§ WHAT NEEDS TO BE DONE
Read through the records. Copy each line that has the word "insn".

§ Saved data entries
□ □ □ □
//! HK — In-Process Hook Installer.
//!
//! Replaces the first few instructions of a function already mapped into
//! this process with a branch to a replacement, keeping a trampoline copy
//! of the displaced bytes so the original behaviour stays reachable. This
//! is the native equivalent of the original's `funchook_prepare` /
//! `funchook_install` pair — there is no `funchook` crate in this
//! ecosystem, so the patching is done directly with `mmap`/`mprotect`.
//!
//! Two branch encodings are used depending on reachability:
//! - a 5-byte `E9 rel32` when the target is within `i32` range of the
//!   instruction that follows the branch;
//! - a 13-byte `movabs r11, target; jmp r11` otherwise, since a victim
//!   function and a replacement living in this agent's own shared object
//!   can easily end up more than 2 GiB apart once ASLR has its say.
//!
//! Every hook reserves room for the worst case (13 bytes) when deciding how
//! many prologue bytes to displace, so arming never has to re-decide the
//! displaced length after the fact.

use log::{debug, warn};
use nix::sys::mman::{mprotect, MapFlags, ProtFlags};
use scopeject_common::decoder::decode_one;
use scopeject_common::error::CoreError;
use std::ffi::c_void;
use std::num::NonZeroUsize;
use std::ptr::NonNull;

const PAGE_SIZE: usize = 4096;
/// Longest branch encoding this module ever writes (`movabs` + `jmp`).
const MAX_BRANCH_LEN: usize = 13;
/// Upper bound on how far into a function `prepare` will walk looking for
/// an instruction boundary at or past `MAX_BRANCH_LEN`.
const MAX_DISPLACED_LEN: usize = 32;
/// How many candidate pages either side of the victim `alloc_near` tries
/// before giving up on proximity and taking whatever the kernel offers.
const NEARBY_SEARCH_STEPS: usize = 64;

#[derive(Debug, Clone, Copy, PartialEq, Eq)]
pub enum HookState {
    Prepared,
    Armed,
    Disarmed,
}

fn page_floor(addr: usize) -> usize {
    addr & !(PAGE_SIZE - 1)
}

/// Encode a branch from the instruction that starts at `branch_at` to
/// `target`, preferring the shortest form that can reach. Returns the bytes
/// and how many of them are the "real" branch versus trailing padding (the
/// caller pads the rest up to the displaced length with `NOP`).
fn encode_branch(branch_at: usize, target: usize) -> Vec<u8> {
    let rel32_end = branch_at as i64 + 5;
    let rel = target as i64 - rel32_end;
    if let Ok(rel32) = i32::try_from(rel) {
        let mut bytes = vec![0xE9];
        bytes.extend_from_slice(&rel32.to_le_bytes());
        return bytes;
    }

    // movabs r11, target ; jmp r11
    let mut bytes = vec![0x49, 0xBB];
    bytes.extend_from_slice(&(target as u64).to_le_bytes());
    bytes.extend_from_slice(&[0x41, 0xFF, 0xE3]);
    bytes
}

/// Walk instructions starting at `victim_addr` (reading this process's own
/// memory directly — HK never touches another process) until the
/// accumulated length is at least `min_len`, capped at `MAX_DISPLACED_LEN`.
fn displaced_len_covering(victim_addr: usize, min_len: usize) -> Result<usize, CoreError> {
    // SAFETY: `victim_addr` names a function already mapped and executable
    // in this process; reading `MAX_DISPLACED_LEN` bytes from it as data
    // does not execute anything.
    let window = unsafe { std::slice::from_raw_parts(victim_addr as *const u8, MAX_DISPLACED_LEN) };

    let mut len = 0usize;
    while len < min_len {
        if len >= MAX_DISPLACED_LEN {
            return Err(CoreError::HookPrepareFailure(format!(
                "no instruction boundary at or past {min_len} bytes within {MAX_DISPLACED_LEN}-byte cap at 0x{victim_addr:x}"
            )));
        }
        let insn = decode_one(&window[len..], (victim_addr + len) as u64)?;
        len += insn.length as usize;
    }
    Ok(len)
}

/// A writable+executable page allocated, on a best-effort basis, close to
/// the victim function so the continuation branch it holds can use the
/// short `rel32` form.
struct TrampolinePage {
    addr: NonNull<c_void>,
    len: usize,
}

impl TrampolinePage {
    fn alloc_near(victim_addr: usize) -> Result<Self, CoreError> {
        let victim_page = page_floor(victim_addr);
        let len = NonZeroUsize::new(PAGE_SIZE).unwrap();
        let prot = ProtFlags::PROT_READ | ProtFlags::PROT_WRITE;
        let anon_private = MapFlags::MAP_ANONYMOUS | MapFlags::MAP_PRIVATE;

        for step in 0..NEARBY_SEARCH_STEPS {
            for sign in [1i64, -1] {
                if step == 0 && sign < 0 {
                    continue; // step 0 tried once already
                }
                let candidate = victim_page as i64 + sign * (step as i64) * PAGE_SIZE as i64;
                if candidate <= 0 {
                    continue;
                }
                let Some(hint) = NonZeroUsize::new(candidate as usize) else {
                    continue;
                };
                let flags = anon_private | MapFlags::MAP_FIXED_NOREPLACE;
                // SAFETY: anonymous mapping, no file descriptor involved.
                if let Ok(addr) = unsafe { nix::sys::mman::mmap_anonymous(Some(hint), len, prot, flags) }
                {
                    return Ok(Self { addr, len: PAGE_SIZE });
                }
            }
        }

        debug!("no page within {NEARBY_SEARCH_STEPS} pages of 0x{victim_addr:x}; falling back to a kernel-chosen address");
        // SAFETY: anonymous mapping, no hint required.
        let addr = unsafe { nix::sys::mman::mmap_anonymous(None, len, prot, anon_private) }
            .map_err(|e| CoreError::HookPrepareFailure(format!("mmap trampoline: {e}")))?;
        Ok(Self { addr, len: PAGE_SIZE })
    }

    fn as_ptr(&self) -> *mut u8 {
        self.addr.as_ptr() as *mut u8
    }

    fn address(&self) -> usize {
        self.addr.as_ptr() as usize
    }

    fn write(&self, offset: usize, bytes: &[u8]) {
        assert!(offset + bytes.len() <= self.len);
        // SAFETY: `offset + bytes.len() <= self.len`, and this page is
        // privately owned by this `TrampolinePage`.
        unsafe {
            std::ptr::copy_nonoverlapping(bytes.as_ptr(), self.as_ptr().add(offset), bytes.len());
        }
    }

    fn make_executable(&self) -> Result<(), CoreError> {
        // SAFETY: `addr` is a page-aligned mapping owned by this struct.
        unsafe {
            mprotect(self.addr, self.len, ProtFlags::PROT_READ | ProtFlags::PROT_EXEC)
        }
        .map_err(|e| CoreError::HookPrepareFailure(format!("mprotect trampoline: {e}")))
    }
}

impl Drop for TrampolinePage {
    fn drop(&mut self) {
        // SAFETY: `addr`/`len` describe exactly the mapping `alloc_near`
        // created.
        if let Err(e) = unsafe { nix::sys::mman::munmap(self.addr, self.len) } {
            warn!("munmap trampoline page: {e}");
        }
    }
}

/// One prepared (and, once armed, installed) hook.
pub struct Hook {
    name: &'static str,
    victim: usize,
    displaced_len: usize,
    saved_prologue: Vec<u8>,
    victim_branch: Vec<u8>,
    trampoline: TrampolinePage,
    state: HookState,
}

impl Hook {
    /// Prepare (but do not yet install) a hook redirecting `victim_addr` to
    /// `replacement`. Building the trampoline and computing the branch
    /// encoding happens here; `arm` only performs the write.
    pub fn prepare(name: &'static str, victim_addr: usize, replacement: usize) -> Result<Self, CoreError> {
        let victim_branch = encode_branch(victim_addr, replacement);
        let displaced_len = displaced_len_covering(victim_addr, MAX_BRANCH_LEN)?;

        // SAFETY: see `displaced_len_covering`; same invariant applies here.
        let saved_prologue =
            unsafe { std::slice::from_raw_parts(victim_addr as *const u8, displaced_len) }.to_vec();

        let trampoline = TrampolinePage::alloc_near(victim_addr)?;
        trampoline.write(0, &saved_prologue);

        let cont_from = trampoline.address() + displaced_len;
        let cont_target = victim_addr + displaced_len;
        let cont_branch = encode_branch(cont_from, cont_target);
        trampoline.write(displaced_len, &cont_branch);
        trampoline.make_executable()?;

        debug!(
            "prepared hook {name}: victim=0x{victim_addr:x} displaced_len={displaced_len} trampoline=0x{:x}",
            trampoline.address()
        );

        Ok(Self {
            name,
            victim: victim_addr,
            displaced_len,
            saved_prologue,
            victim_branch,
            trampoline,
            state: HookState::Prepared,
        })
    }

    /// Address of the callable copy of the displaced prologue; a
    /// replacement that wants to invoke the original behaviour jumps here.
    pub fn trampoline_entry(&self) -> usize {
        self.trampoline.address()
    }

    pub fn name(&self) -> &'static str {
        self.name
    }

    pub fn state(&self) -> HookState {
        self.state
    }

    /// Overwrite the victim's displaced bytes with `bytes`, padded with
    /// `NOP` out to `self.displaced_len`, writing the trailing bytes first
    /// and the branch's first opcode byte last as a single store so no
    /// other thread ever observes a torn instruction sequence.
    fn patch_victim(&self, bytes: &[u8]) -> Result<(), CoreError> {
        assert!(bytes.len() <= self.displaced_len);
        let mut padded = bytes.to_vec();
        padded.resize(self.displaced_len, 0x90);

        let start_page = page_floor(self.victim);
        let end = self.victim + self.displaced_len;
        let span = end - start_page;
        let page_addr = NonNull::new(start_page as *mut c_void).unwrap();

        // SAFETY: `span` covers exactly the pages spanned by the write
        // below, rounded up by the caller via `start_page`/`end`.
        unsafe {
            mprotect(
                page_addr,
                span.div_ceil(PAGE_SIZE) * PAGE_SIZE,
                ProtFlags::PROT_READ | ProtFlags::PROT_WRITE | ProtFlags::PROT_EXEC,
            )
        }
        .map_err(|e| CoreError::HookArmFailure(format!("mprotect victim page writable: {e}")))?;

        let victim_ptr = self.victim as *mut u8;
        if padded.len() > 1 {
            // SAFETY: within the bytes just made writable above.
            unsafe {
                std::ptr::copy_nonoverlapping(
                    padded[1..].as_ptr(),
                    victim_ptr.add(1),
                    padded.len() - 1,
                );
            }
        }
        // SAFETY: a single aligned byte store; naturally atomic on x86-64.
        unsafe {
            std::ptr::write_volatile(victim_ptr, padded[0]);
        }

        // SAFETY: restoring the original protection flags for hygiene;
        // best-effort, failure here does not invalidate the write above.
        if let Err(e) = unsafe {
            mprotect(
                page_addr,
                span.div_ceil(PAGE_SIZE) * PAGE_SIZE,
                ProtFlags::PROT_READ | ProtFlags::PROT_EXEC,
            )
        } {
            warn!("mprotect victim page back to r-x: {e}");
        }

        Ok(())
    }

    /// Install the branch to the replacement at the victim's address.
    pub fn arm(&mut self) -> Result<(), CoreError> {
        self.patch_victim(&self.victim_branch)?;
        self.state = HookState::Armed;
        debug!("armed hook {}", self.name);
        Ok(())
    }

    /// Restore the original displaced bytes.
    pub fn disarm(&mut self) -> Result<(), CoreError> {
        self.patch_victim(&self.saved_prologue)?;
        self.state = HookState::Disarmed;
        debug!("disarmed hook {}", self.name);
        Ok(())
    }
}

/// Arm every hook in `hooks`, reporting per-hook success. A failure arming
/// one hook does not prevent the others from being attempted — callers
/// decide whether a partial batch is acceptable.
pub fn arm_all(hooks: &mut [Hook]) -> Vec<Result<(), CoreError>> {
    hooks.iter_mut().map(Hook::arm).collect()
}

#[cfg(test)]
mod tests {
    use super::*;

    #[test]
    fn rel32_branch_is_five_bytes_when_reachable() {
        let bytes = encode_branch(0x1000, 0x2000);
        assert_eq!(bytes[0], 0xE9);
        assert_eq!(bytes.len(), 5);
    }

    #[test]
    fn absolute_branch_is_used_when_unreachable() {
        let bytes = encode_branch(0x1000, 0x1000_0000_0000);
        assert_eq!(bytes[0], 0x49);
        assert_eq!(bytes.len(), 13);
    }

    #[test]
    fn prepare_and_arm_a_hook_on_a_real_function() {
        extern "C" fn victim(x: i32) -> i32 {
            x + 1
        }
        extern "C" fn replacement(x: i32) -> i32 {
            x + 100
        }

        let mut hook =
            Hook::prepare("test::victim", victim as usize, replacement as usize).unwrap();
        assert_eq!(hook.state(), HookState::Prepared);

        hook.arm().unwrap();
        assert_eq!(hook.state(), HookState::Armed);

        let result = victim(1);
        assert_eq!(result, 101, "call through the patched entry point must reach the replacement");

        hook.disarm().unwrap();
        assert_eq!(hook.state(), HookState::Disarmed);
        assert_eq!(victim(1), 2, "disarm must restore the original body");
    }
}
□ □ □ □
§ EXERCISE ANSWER
        let insn = decode_one(&window[len..], (victim_addr + len) as u64)?;
        len += insn.length as usize;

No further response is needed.